Exercise:
Please print the entries below exactly, from the line with "most recent facts." through the line with "or three sentences.\n\", including both of those lines and leaving out all others.

Extracted data entries:
________________________________________

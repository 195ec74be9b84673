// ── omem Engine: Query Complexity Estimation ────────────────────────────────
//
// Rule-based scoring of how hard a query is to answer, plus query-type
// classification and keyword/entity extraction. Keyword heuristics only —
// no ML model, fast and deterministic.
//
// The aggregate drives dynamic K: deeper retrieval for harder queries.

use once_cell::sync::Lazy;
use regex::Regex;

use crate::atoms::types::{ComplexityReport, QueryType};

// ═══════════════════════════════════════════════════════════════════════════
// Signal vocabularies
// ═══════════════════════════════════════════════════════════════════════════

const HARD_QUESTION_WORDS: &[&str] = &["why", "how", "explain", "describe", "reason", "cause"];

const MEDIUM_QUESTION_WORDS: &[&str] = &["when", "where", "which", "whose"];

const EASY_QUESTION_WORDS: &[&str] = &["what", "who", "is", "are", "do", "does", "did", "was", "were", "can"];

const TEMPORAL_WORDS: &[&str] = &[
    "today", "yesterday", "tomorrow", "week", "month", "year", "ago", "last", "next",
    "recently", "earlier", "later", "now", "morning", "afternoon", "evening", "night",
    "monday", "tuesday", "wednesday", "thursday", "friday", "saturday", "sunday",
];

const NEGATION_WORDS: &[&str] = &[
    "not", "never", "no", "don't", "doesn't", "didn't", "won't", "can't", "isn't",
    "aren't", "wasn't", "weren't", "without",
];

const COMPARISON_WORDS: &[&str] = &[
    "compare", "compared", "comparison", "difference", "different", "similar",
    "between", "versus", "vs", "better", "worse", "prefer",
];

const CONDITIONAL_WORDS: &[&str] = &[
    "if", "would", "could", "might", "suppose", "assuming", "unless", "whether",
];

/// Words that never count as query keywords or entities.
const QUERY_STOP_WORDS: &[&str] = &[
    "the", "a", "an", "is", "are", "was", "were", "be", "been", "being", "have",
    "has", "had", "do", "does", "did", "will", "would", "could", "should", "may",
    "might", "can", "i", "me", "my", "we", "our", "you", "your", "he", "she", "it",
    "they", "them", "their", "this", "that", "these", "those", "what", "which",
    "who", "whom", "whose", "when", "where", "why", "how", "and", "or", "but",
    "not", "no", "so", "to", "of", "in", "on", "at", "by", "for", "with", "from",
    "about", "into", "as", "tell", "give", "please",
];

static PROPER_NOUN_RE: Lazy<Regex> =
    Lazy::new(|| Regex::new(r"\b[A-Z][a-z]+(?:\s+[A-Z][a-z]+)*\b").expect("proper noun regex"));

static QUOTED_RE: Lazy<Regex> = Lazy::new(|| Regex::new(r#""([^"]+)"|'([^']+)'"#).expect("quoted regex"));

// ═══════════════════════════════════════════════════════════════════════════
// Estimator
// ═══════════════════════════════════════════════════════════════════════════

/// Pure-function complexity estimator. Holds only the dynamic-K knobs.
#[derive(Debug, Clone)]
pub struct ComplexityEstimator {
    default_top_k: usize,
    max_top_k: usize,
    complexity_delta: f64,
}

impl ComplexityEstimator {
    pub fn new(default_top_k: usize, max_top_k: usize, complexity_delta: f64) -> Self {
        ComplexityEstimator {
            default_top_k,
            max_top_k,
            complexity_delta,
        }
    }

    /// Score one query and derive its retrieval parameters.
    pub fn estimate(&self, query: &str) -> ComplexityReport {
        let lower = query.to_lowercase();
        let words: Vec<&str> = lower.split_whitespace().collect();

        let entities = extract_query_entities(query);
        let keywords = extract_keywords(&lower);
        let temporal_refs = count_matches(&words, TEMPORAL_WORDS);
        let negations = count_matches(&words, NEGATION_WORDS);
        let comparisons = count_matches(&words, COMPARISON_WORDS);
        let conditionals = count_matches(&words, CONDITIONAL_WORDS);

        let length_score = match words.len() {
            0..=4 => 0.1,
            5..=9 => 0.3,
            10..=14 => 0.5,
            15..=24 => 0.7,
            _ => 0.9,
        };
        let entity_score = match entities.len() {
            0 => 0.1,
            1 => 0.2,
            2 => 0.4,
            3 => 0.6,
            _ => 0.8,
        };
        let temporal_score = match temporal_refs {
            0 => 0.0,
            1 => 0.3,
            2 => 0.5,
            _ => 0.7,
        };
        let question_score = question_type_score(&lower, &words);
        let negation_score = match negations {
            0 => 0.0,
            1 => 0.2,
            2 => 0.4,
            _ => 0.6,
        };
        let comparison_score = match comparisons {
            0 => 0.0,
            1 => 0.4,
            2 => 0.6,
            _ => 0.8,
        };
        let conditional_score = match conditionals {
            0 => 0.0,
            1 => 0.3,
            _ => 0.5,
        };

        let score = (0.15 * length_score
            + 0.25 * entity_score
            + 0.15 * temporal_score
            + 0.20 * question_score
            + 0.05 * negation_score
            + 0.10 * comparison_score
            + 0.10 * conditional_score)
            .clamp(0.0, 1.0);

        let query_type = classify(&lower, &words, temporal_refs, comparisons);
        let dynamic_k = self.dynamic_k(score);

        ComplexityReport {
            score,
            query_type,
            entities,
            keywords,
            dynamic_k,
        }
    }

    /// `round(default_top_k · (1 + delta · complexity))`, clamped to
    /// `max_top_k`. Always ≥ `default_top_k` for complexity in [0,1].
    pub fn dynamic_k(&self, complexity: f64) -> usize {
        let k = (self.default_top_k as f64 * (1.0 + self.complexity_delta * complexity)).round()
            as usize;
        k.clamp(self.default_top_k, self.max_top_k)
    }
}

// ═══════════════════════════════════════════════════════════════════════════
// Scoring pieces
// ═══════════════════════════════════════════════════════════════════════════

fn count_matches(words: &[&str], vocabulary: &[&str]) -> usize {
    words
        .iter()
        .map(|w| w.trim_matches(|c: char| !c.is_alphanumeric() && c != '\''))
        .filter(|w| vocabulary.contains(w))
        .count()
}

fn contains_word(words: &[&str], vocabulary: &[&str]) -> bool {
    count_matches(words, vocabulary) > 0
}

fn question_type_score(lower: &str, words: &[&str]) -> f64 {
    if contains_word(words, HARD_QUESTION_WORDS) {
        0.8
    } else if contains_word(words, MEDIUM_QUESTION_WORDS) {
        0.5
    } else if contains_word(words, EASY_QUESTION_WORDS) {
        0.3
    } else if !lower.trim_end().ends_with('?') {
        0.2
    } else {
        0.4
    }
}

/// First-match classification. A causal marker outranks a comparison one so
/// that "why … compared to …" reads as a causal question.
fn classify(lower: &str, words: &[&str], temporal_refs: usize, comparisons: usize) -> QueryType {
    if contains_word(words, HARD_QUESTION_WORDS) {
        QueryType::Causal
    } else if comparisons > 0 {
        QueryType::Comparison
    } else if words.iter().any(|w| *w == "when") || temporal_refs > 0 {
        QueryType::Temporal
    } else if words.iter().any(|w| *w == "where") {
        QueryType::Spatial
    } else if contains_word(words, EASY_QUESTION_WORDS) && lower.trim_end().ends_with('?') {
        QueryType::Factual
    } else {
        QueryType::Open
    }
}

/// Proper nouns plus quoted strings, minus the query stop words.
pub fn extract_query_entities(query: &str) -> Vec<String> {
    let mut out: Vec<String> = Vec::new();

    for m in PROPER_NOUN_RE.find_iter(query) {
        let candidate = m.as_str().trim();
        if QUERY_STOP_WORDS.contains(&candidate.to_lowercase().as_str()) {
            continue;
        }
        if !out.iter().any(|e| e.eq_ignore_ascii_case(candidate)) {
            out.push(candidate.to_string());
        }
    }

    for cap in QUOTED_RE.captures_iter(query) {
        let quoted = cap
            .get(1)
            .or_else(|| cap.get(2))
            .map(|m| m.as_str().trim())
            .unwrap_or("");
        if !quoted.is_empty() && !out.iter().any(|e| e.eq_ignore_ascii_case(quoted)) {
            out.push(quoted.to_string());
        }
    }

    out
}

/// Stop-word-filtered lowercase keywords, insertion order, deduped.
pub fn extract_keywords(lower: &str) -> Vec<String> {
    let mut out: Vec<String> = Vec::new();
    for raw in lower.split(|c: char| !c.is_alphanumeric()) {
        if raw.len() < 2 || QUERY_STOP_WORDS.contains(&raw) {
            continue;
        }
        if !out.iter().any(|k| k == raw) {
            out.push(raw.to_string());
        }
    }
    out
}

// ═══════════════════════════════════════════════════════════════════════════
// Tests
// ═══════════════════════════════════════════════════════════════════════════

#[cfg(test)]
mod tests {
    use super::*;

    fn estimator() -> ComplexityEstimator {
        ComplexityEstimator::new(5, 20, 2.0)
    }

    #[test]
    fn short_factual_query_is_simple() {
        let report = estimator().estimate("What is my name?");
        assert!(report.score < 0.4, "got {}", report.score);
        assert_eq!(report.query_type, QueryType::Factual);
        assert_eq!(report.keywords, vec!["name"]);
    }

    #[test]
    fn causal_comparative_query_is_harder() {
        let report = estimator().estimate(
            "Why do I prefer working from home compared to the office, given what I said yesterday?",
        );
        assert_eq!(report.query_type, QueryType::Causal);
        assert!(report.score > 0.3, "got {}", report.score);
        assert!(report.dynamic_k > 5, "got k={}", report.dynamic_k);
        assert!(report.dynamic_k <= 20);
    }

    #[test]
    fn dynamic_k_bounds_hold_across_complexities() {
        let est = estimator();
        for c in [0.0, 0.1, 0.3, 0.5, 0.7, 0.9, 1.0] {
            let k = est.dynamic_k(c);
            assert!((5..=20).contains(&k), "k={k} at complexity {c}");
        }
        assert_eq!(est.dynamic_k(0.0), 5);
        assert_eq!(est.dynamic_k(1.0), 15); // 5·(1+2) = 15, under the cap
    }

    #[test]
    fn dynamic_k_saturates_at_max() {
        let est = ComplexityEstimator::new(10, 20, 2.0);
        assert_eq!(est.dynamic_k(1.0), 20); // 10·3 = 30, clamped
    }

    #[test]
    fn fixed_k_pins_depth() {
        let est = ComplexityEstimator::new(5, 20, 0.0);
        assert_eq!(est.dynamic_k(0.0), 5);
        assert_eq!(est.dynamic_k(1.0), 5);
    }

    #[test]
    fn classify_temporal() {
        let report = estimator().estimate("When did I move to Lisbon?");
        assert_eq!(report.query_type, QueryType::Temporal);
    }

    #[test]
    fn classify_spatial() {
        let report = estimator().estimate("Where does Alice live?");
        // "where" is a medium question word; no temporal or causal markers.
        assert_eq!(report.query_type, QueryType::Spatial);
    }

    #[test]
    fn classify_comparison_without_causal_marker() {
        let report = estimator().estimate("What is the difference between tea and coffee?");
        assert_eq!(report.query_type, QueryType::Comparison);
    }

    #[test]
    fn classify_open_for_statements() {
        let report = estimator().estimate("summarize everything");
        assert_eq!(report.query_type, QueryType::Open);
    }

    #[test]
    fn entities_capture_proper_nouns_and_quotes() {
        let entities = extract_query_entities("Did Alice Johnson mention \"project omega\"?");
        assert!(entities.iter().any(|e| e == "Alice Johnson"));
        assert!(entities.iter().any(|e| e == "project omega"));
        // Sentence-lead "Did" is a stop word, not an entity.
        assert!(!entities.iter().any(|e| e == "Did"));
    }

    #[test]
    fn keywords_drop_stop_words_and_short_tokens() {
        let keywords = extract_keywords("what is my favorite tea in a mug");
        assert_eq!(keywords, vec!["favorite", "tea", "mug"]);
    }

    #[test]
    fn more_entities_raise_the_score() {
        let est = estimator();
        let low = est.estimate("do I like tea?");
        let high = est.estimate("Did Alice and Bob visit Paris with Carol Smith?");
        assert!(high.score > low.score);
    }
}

________________________________________

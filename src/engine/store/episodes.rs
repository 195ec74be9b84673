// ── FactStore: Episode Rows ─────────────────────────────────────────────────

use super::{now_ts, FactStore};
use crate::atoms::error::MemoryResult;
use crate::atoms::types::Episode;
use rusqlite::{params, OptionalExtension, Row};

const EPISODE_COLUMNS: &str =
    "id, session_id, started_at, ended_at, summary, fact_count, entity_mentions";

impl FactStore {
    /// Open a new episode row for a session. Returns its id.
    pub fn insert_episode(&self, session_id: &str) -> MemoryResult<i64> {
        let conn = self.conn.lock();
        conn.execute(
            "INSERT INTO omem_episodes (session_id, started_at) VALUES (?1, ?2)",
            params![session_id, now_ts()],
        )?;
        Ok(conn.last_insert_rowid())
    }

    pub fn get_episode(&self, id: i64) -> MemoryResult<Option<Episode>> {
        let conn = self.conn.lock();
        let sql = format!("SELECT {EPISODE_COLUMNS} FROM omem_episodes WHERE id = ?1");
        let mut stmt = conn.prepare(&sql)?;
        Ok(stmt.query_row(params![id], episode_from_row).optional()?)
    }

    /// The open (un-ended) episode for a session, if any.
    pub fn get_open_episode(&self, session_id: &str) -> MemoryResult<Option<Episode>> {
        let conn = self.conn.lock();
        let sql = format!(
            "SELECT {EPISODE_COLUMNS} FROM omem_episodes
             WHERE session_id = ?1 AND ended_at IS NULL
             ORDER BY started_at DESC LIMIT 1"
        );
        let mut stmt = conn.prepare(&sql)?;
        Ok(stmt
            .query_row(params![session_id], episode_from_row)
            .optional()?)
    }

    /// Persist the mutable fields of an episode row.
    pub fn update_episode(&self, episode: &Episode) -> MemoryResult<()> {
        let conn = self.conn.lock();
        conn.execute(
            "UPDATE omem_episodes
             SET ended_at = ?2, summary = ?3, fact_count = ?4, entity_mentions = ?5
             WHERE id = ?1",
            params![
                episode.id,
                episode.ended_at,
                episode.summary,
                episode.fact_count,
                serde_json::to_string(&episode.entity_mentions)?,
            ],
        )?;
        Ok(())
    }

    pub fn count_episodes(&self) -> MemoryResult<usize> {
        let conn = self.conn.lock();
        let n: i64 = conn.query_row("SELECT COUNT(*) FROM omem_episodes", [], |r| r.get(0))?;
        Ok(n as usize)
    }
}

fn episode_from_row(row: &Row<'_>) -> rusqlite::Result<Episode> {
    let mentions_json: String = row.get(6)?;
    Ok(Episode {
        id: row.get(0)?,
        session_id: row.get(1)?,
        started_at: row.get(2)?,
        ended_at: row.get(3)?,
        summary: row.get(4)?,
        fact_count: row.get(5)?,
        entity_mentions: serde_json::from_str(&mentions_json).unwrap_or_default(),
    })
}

________________________________________

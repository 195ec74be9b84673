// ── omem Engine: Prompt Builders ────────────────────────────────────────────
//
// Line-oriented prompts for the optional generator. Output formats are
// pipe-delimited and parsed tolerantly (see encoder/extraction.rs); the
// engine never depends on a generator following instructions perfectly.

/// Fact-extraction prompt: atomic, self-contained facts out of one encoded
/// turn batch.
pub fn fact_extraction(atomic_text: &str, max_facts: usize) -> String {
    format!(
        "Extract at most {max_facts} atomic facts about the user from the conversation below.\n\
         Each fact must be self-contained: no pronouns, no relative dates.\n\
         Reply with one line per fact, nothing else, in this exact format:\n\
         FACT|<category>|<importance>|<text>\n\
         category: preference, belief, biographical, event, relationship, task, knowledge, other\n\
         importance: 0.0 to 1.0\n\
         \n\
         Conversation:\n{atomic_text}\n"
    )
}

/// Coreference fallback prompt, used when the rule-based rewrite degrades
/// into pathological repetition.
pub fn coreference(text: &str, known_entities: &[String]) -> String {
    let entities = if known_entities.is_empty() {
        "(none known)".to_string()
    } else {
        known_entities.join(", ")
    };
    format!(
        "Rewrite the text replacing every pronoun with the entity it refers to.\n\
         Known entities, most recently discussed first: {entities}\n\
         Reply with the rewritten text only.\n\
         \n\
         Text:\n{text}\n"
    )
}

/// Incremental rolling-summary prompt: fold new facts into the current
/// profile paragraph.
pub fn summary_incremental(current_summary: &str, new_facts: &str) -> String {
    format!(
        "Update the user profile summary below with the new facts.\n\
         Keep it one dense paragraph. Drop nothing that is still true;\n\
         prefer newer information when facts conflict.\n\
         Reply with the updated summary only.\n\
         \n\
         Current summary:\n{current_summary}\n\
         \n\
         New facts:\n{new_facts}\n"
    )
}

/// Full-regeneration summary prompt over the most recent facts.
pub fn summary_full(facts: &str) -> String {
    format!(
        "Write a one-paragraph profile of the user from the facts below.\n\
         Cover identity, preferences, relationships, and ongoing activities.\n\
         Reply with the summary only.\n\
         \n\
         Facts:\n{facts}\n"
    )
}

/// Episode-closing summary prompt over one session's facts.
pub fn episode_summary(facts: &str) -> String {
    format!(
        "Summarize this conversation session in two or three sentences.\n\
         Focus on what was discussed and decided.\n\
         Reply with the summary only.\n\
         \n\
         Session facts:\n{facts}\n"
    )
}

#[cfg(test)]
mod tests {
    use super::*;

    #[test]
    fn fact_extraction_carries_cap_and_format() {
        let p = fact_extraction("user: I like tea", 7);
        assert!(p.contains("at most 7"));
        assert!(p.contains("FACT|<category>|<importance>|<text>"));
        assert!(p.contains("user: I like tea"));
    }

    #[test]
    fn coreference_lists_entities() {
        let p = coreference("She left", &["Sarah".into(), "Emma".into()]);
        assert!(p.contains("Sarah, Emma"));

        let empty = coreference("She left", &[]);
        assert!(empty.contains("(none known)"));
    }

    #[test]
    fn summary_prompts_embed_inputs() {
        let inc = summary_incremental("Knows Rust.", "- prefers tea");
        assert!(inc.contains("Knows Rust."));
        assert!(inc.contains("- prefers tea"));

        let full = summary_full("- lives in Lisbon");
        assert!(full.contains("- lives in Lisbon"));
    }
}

________________________________________

Written solution:
/// Full-regeneration summary prompt over the most recent facts.
pub fn summary_full(facts: &str) -> String {
    format!(
        "Write a one-paragraph profile of the user from the facts below.\n\
         Cover identity, preferences, relationships, and ongoing activities.\n\
         Reply with the summary only.\n\
         \n\
         Facts:\n{facts}\n"
    )
}

/// Episode-closing summary prompt over one session's facts.
pub fn episode_summary(facts: &str) -> String {
    format!(
        "Summarize this conversation session in two or three sentences.\n\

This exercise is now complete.